ABOUT THIS TASK>
Only a number is wanted here: the count of lines in the entries below that contain the word "DecodedValue".

RECORDS FOR THIS TASK>
//! Per-head arrays and the wrapping flash LED history.

use crate::decode;
use crate::field::EncodedField;
use crate::layout::MAX_HEADS;
use crate::models::{DecodedValue, ReportNode};

/// How every head of a per-head array is decoded.
#[derive(Debug, Clone, Copy, PartialEq)]
pub enum HeadFormat {
    Unsigned,
    UnsignedFactor(f64),
    Signed,
    SignedFactor(f64),
    Hex,
    DeltaFloat,
    /// Microseconds per unit
    Duration(f64),
    /// Health byte plus timestamp, from physical element status
    ElementStatus,
}

fn head_label(index: usize) -> String {
    format!("Head {}", index + 1)
}

fn invalid_entry() -> ReportNode {
    let mut node = ReportNode::new();
    node.insert("value", DecodedValue::Invalid);
    node
}

fn decode_head(field: &EncodedField, format: HeadFormat) -> ReportNode {
    if !field.status().valid {
        return invalid_entry();
    }

    let mut node = ReportNode::new();
    let value = match format {
        HeadFormat::Unsigned => decode::unsigned(field),
        HeadFormat::UnsignedFactor(factor) => decode::scaled(field, factor, false),
        HeadFormat::Signed => decode::signed(field),
        HeadFormat::SignedFactor(factor) => decode::scaled(field, factor, true),
        HeadFormat::Hex => decode::hex(field),
        HeadFormat::DeltaFloat => decode::delta_float(field),
        HeadFormat::Duration(micros) => decode::duration(field, micros),
        HeadFormat::ElementStatus => {
            let (health, timestamp) = decode::element_status(field);
            node.insert("health", DecodedValue::Unsigned(u64::from(health)));
            node.insert("timestamp", DecodedValue::Unsigned(timestamp));
            return node;
        }
    };
    node.insert("value", value);
    node
}

fn collect_heads(heads: Vec<ReportNode>) -> Option<Vec<ReportNode>> {
    if heads.is_empty() {
        None
    } else {
        Some(heads)
    }
}

/// One entry per supported head, labelled "Head N" from 1.
///
/// Returns `None` when no head within `head_count` is supported, in which case the array is
/// left out of the report.
pub fn head_array(
    fields: &[EncodedField],
    head_count: usize,
    format: HeadFormat,
) -> Option<Vec<ReportNode>> {
    let heads = fields
        .iter()
        .take(head_count.min(MAX_HEADS))
        .enumerate()
        .filter(|(_, field)| field.is_supported())
        .map(|(index, field)| ReportNode::wrap(head_label(index), decode_head(field, format)))
        .collect();
    collect_heads(heads)
}

/// Per-head array of three named statistics, laid out `[head][3]`.
///
/// Each head is gated by its first statistic. Only the factor formats are decoded; any other
/// format renders the head as `"value": "Invalid"`.
pub fn head_stat_array(
    fields: &[EncodedField],
    head_count: usize,
    names: [&str; 3],
    format: HeadFormat,
) -> Option<Vec<ReportNode>> {
    let mut heads = Vec::new();
    for (index, stats) in fields
        .chunks_exact(3)
        .take(head_count.min(MAX_HEADS))
        .enumerate()
    {
        let first = &stats[0];
        if !first.is_supported() {
            continue;
        }

        let entry = if !first.status().valid {
            invalid_entry()
        } else {
            match format {
                HeadFormat::UnsignedFactor(factor) | HeadFormat::SignedFactor(factor) => {
                    let is_signed = matches!(format, HeadFormat::SignedFactor(_));
                    let mut node = ReportNode::new();
                    for (name, stat) in names.iter().zip(stats) {
                        node.insert(*name, decode::scaled(stat, factor, is_signed));
                    }
                    node
                }
                _ => invalid_entry(),
            }
        };
        heads.push(ReportNode::wrap(head_label(index), entry));
    }
    collect_heads(heads)
}

/// Per-head array whose encoding is chosen by head 0's flag byte.
///
/// Delta-encoded arrays are named "`label` (% delta)", plain ones "`label` (`unit`)".
pub fn head_array_delta_or_unit(
    label: &str,
    unit: &str,
    fields: &[EncodedField],
    head_count: usize,
) -> (String, Option<Vec<ReportNode>>) {
    if fields.first().is_some_and(EncodedField::has_delta_encoding) {
        (
            format!("{} (% delta)", label),
            head_array(fields, head_count, HeadFormat::DeltaFloat),
        )
    } else {
        (
            format!("{} ({})", label, unit),
            head_array(fields, head_count, HeadFormat::Unsigned),
        )
    }
}

/// The four parallel rings of one actuator's flash LED history.
#[derive(Debug, Clone, Copy)]
pub struct EventLogFields<'a> {
    pub events: &'a [EncodedField],
    pub rw_retries: &'a [EncodedField],
    pub timestamps: &'a [EncodedField],
    pub power_cycles: &'a [EncodedField],
}

/// Slots visited from `last_index` backwards, wrapping from 0 to `capacity - 1`.
///
/// Yields exactly `capacity` distinct slots, or none when `last_index` is out of range.
pub fn event_slots(last_index: u64, capacity: usize) -> Vec<usize> {
    match usize::try_from(last_index) {
        Ok(last) if last < capacity => (0..capacity)
            .map(|step| (last + capacity - step) % capacity)
            .collect(),
        _ => Vec::new(),
    }
}

fn slot_value(ring: &[EncodedField], slot: usize) -> DecodedValue {
    match ring.get(slot) {
        Some(field) if field.status().is_usable() => DecodedValue::Unsigned(field.payload()),
        _ => DecodedValue::Placeholder,
    }
}

pub fn event_log(fields: &EventLogFields<'_>, last_index: u64, capacity: usize) -> Vec<ReportNode> {
    event_slots(last_index, capacity)
        .into_iter()
        .enumerate()
        .map(|(count, slot)| {
            let mut event = ReportNode::new();
            event.insert("FLED", slot_value(fields.events, slot));
            event.insert("RW Retry", slot_value(fields.rw_retries, slot));
            event.insert("Timestamp", slot_value(fields.timestamps, slot));
            event.insert("Power Cycle", slot_value(fields.power_cycles, slot));
            ReportNode::wrap(format!("Flash LED Event # {}", count + 1), event)
        })
        .collect()
}

#[cfg(test)]
mod tests {
    use super::*;
    use crate::field::{FieldStatus, FLAG_NEGATIVE};

    const INVALID: FieldStatus = FieldStatus {
        supported: true,
        valid: false,
    };

    fn valid(payload: u64) -> EncodedField {
        EncodedField::from_parts(FieldStatus::present(), 0, payload)
    }

    fn absent() -> EncodedField {
        EncodedField::default()
    }

    fn labels(heads: &[ReportNode]) -> Vec<String> {
        heads
            .iter()
            .flat_map(|h| h.keys().map(str::to_string).collect::<Vec<_>>())
            .collect()
    }

    #[test]
    fn test_unsupported_heads_are_skipped() {
        let fields = [valid(10), absent(), valid(30), absent()];
        let heads = head_array(&fields, 4, HeadFormat::Unsigned).unwrap();
        assert_eq!(heads.len(), 2);
        assert_eq!(labels(&heads), vec!["Head 1", "Head 3"]);
        assert_eq!(
            heads[1].node("Head 3").unwrap().value("value").as_deref(),
            Some("30")
        );
    }

    #[test]
    fn test_array_omitted_without_supported_heads() {
        let fields = [absent(), absent()];
        assert!(head_array(&fields, 2, HeadFormat::Unsigned).is_none());
        assert!(head_array(&[], 2, HeadFormat::Unsigned).is_none());
    }

    #[test]
    fn test_head_count_limits_entries() {
        let fields = vec![valid(1); 30];
        assert_eq!(head_array(&fields, 2, HeadFormat::Unsigned).unwrap().len(), 2);
        assert_eq!(
            head_array(&fields, 100, HeadFormat::Unsigned).unwrap().len(),
            MAX_HEADS
        );
        assert!(head_array(&fields, 0, HeadFormat::Unsigned).is_none());
    }

    #[test]
    fn test_invalid_head_renders_placeholder() {
        let fields = [EncodedField::from_parts(INVALID, 0, 5)];
        let heads = head_array(&fields, 1, HeadFormat::Hex).unwrap();
        assert_eq!(
            heads[0].node("Head 1").unwrap().value("value").as_deref(),
            Some("Invalid")
        );
    }

    #[test]
    fn test_element_status_heads() {
        let fields = [valid(0x0000_0065_0000_0102)];
        let heads = head_array(&fields, 1, HeadFormat::ElementStatus).unwrap();
        let head = heads[0].node("Head 1").unwrap();
        assert_eq!(head.value("health").as_deref(), Some("2"));
        assert_eq!(head.value("timestamp").as_deref(), Some("1694498817"));
    }

    #[test]
    fn test_three_stat_array() {
        let fields = [valid(105), valid(110), valid(95), absent(), absent(), absent()];
        let heads = head_stat_array(&fields, 2, ["Z1", "Z2", "Z3"], HeadFormat::UnsignedFactor(0.1))
            .unwrap();
        assert_eq!(heads.len(), 1);
        let head = heads[0].node("Head 1").unwrap();
        assert_eq!(head.keys().collect::<Vec<_>>(), vec!["Z1", "Z2", "Z3"]);
        assert_eq!(head.value("Z1").as_deref(), Some("10.50"));
        assert_eq!(head.value("Z3").as_deref(), Some("9.50"));
    }

    #[test]
    fn test_three_stat_array_rejects_plain_formats() {
        let fields = [valid(1), valid(2), valid(3)];
        let heads = head_stat_array(&fields, 1, ["OD", "ID", "MD"], HeadFormat::Unsigned).unwrap();
        let head = heads[0].node("Head 1").unwrap();
        assert_eq!(head.len(), 1);
        assert_eq!(head.value("value").as_deref(), Some("Invalid"));
    }

    #[test]
    fn test_delta_or_unit_naming() {
        let plain = [valid(1200), valid(1300)];
        let (name, heads) = head_array_delta_or_unit("MR Head Resistance", "ohms", &plain, 2);
        assert_eq!(name, "MR Head Resistance (ohms)");
        assert_eq!(heads.unwrap().len(), 2);

        let minus_two = EncodedField::from_parts(FieldStatus::present(), FLAG_NEGATIVE, 2 << 16);
        let (name, heads) = head_array_delta_or_unit("MR Head Resistance", "ohms", &[minus_two], 1);
        assert_eq!(name, "MR Head Resistance (% delta)");
        let heads = heads.unwrap();
        assert_eq!(
            heads[0].node("Head 1").unwrap().value("value").as_deref(),
            Some("-2.00")
        );
    }

    #[test]
    fn test_event_slots_wrap_backwards() {
        assert_eq!(event_slots(3, 8), vec![3, 2, 1, 0, 7, 6, 5, 4]);
        assert_eq!(event_slots(7, 8), vec![7, 6, 5, 4, 3, 2, 1, 0]);
        assert_eq!(event_slots(0, 8), vec![0, 7, 6, 5, 4, 3, 2, 1]);
        assert!(event_slots(8, 8).is_empty());
        assert!(event_slots(u64::MAX, 8).is_empty());
    }

    #[test]
    fn test_event_log_entries() {
        let events: Vec<EncodedField> = (0..8).map(|i| valid(100 + i)).collect();
        let mut retries = vec![valid(0); 8];
        retries[2] = EncodedField::from_parts(INVALID, 0, 9);
        let timestamps = vec![absent(); 8];
        let cycles: Vec<EncodedField> = (0..8).map(valid).collect();

        let log = EventLogFields {
            events: &events,
            rw_retries: &retries,
            timestamps: &timestamps,
            power_cycles: &cycles,
        };
        let entries = event_log(&log, 3, 8);
        assert_eq!(entries.len(), 8);

        let second = entries[1].node("Flash LED Event # 2").unwrap();
        assert_eq!(second.value("FLED").as_deref(), Some("102"));
        assert_eq!(second.value("RW Retry").as_deref(), Some("-"));
        assert_eq!(second.value("Timestamp").as_deref(), Some("-"));
        assert_eq!(second.value("Power Cycle").as_deref(), Some("2"));

        let fifth = entries[4].node("Flash LED Event # 5").unwrap();
        assert_eq!(fifth.value("FLED").as_deref(), Some("107"));
    }
}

WRITTEN SOLUTION>
7